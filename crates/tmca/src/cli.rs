//! CLI argument parsing with clap

use camino::Utf8PathBuf;
use clap::{Args, Parser, Subcommand};

/// tmca - manage the Klipper TMC Autotune plugin
#[derive(Parser, Debug)]
#[command(name = "tmca")]
#[command(author, version, about, long_about = None)]
#[command(propagate_version = true)]
pub struct Cli {
    /// Increase verbosity (-v, -vv, -vvv)
    #[arg(short, long, action = clap::ArgAction::Count, global = true)]
    pub verbose: u8,

    /// Only log errors
    #[arg(short, long, global = true)]
    pub quiet: bool,

    /// Path to config.yaml (default: ~/.config/tmca/config.yaml)
    #[arg(short, long, global = true)]
    pub config: Option<Utf8PathBuf>,

    /// Answer yes to every confirmation
    #[arg(short, long, global = true)]
    pub yes: bool,

    #[command(subcommand)]
    pub command: Commands,
}

#[derive(Subcommand, Debug)]
pub enum Commands {
    /// Clone the plugin and link it into Klipper
    Install,

    /// Pull the latest plugin source
    Update,

    /// Remove the plugin, its links and config sections
    Remove,

    /// Show installation state and discovered instances
    Status(StatusArgs),
}

#[derive(Args, Debug)]
pub struct StatusArgs {
    /// Exit with a non-zero status unless fully installed
    #[arg(long)]
    pub check: bool,
}
//! tmca - Klipper TMC Autotune installer
//!
//! This is the main entry point for the command-line interface.

mod cli;
mod commands;
mod output;
mod terminal;

use anyhow::{Context, Result};
use clap::Parser;
use tmca_core::ConfigLoader;
use tmca_host::{Host, Interaction};
use tmca_lifecycle::ExtensionLifecycle;
use tracing_subscriber::{fmt, prelude::*, EnvFilter};

use cli::{Cli, Commands};
use terminal::{AssumeYes, TerminalInteraction};

fn main() -> Result<()> {
    let cli = Cli::parse();

    init_tracing(cli.verbose, cli.quiet);

    let loader = ConfigLoader::new().context("Failed to resolve home directory")?;
    let config = loader
        .load(cli.config.as_deref())
        .context("Failed to load configuration")?;

    let ui: Box<dyn Interaction> = if cli.yes {
        Box::new(AssumeYes::new())
    } else {
        Box::new(TerminalInteraction::new())
    };
    let lifecycle = ExtensionLifecycle::new(&config, Host::system(&config, ui));

    match cli.command {
        Commands::Install => commands::install::run(&lifecycle),
        Commands::Update => commands::update::run(&lifecycle),
        Commands::Remove => commands::remove::run(&lifecycle),
        Commands::Status(args) => commands::status::run(&lifecycle, args),
    }
}

/// Initialize tracing with appropriate verbosity
fn init_tracing(verbose: u8, quiet: bool) {
    let filter = if quiet {
        EnvFilter::new("error")
    } else {
        match verbose {
            // Logs share the terminal with prompts, keep them out of the way
            0 => EnvFilter::new("warn"),
            1 => EnvFilter::new("info"),
            2 => EnvFilter::new("debug"),
            _ => EnvFilter::new("trace"),
        }
    };

    tracing_subscriber::registry()
        .with(fmt::layer().with_target(false).with_writer(std::io::stderr))
        .with(filter)
        .init();
}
......
> _TASK BRIEF_:
Out of the data above, set down the lines from the one with "and config sections" to the one with "unless fully installed", both included, exactly as written and with no additions.

> _ANSWER SPACE_:
    /// Remove the plugin, its links and config sections
    Remove,

    /// Show installation state and discovered instances
    Status(StatusArgs),
}

#[derive(Args, Debug)]
pub struct StatusArgs {
    /// Exit with a non-zero status unless fully installed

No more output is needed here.